» **THE PROBLEM**: Nothing more is wanted than an exact repeat of the data below.

Saved entries:
--- START ---

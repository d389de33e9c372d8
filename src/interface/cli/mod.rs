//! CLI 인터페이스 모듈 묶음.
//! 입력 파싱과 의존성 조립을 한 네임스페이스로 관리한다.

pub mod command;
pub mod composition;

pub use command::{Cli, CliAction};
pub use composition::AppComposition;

--- END ---

» **TASK RESPONSE**:
repository d389de33e9c372d8
filename src/interface/cli/mod.rs
//! CLI 인터페이스 모듈 묶음.
//! 입력 파싱과 의존성 조립을 한 네임스페이스로 관리한다.

pub mod command;
pub mod composition;

pub use command::{Cli, CliAction};
pub use composition::AppComposition;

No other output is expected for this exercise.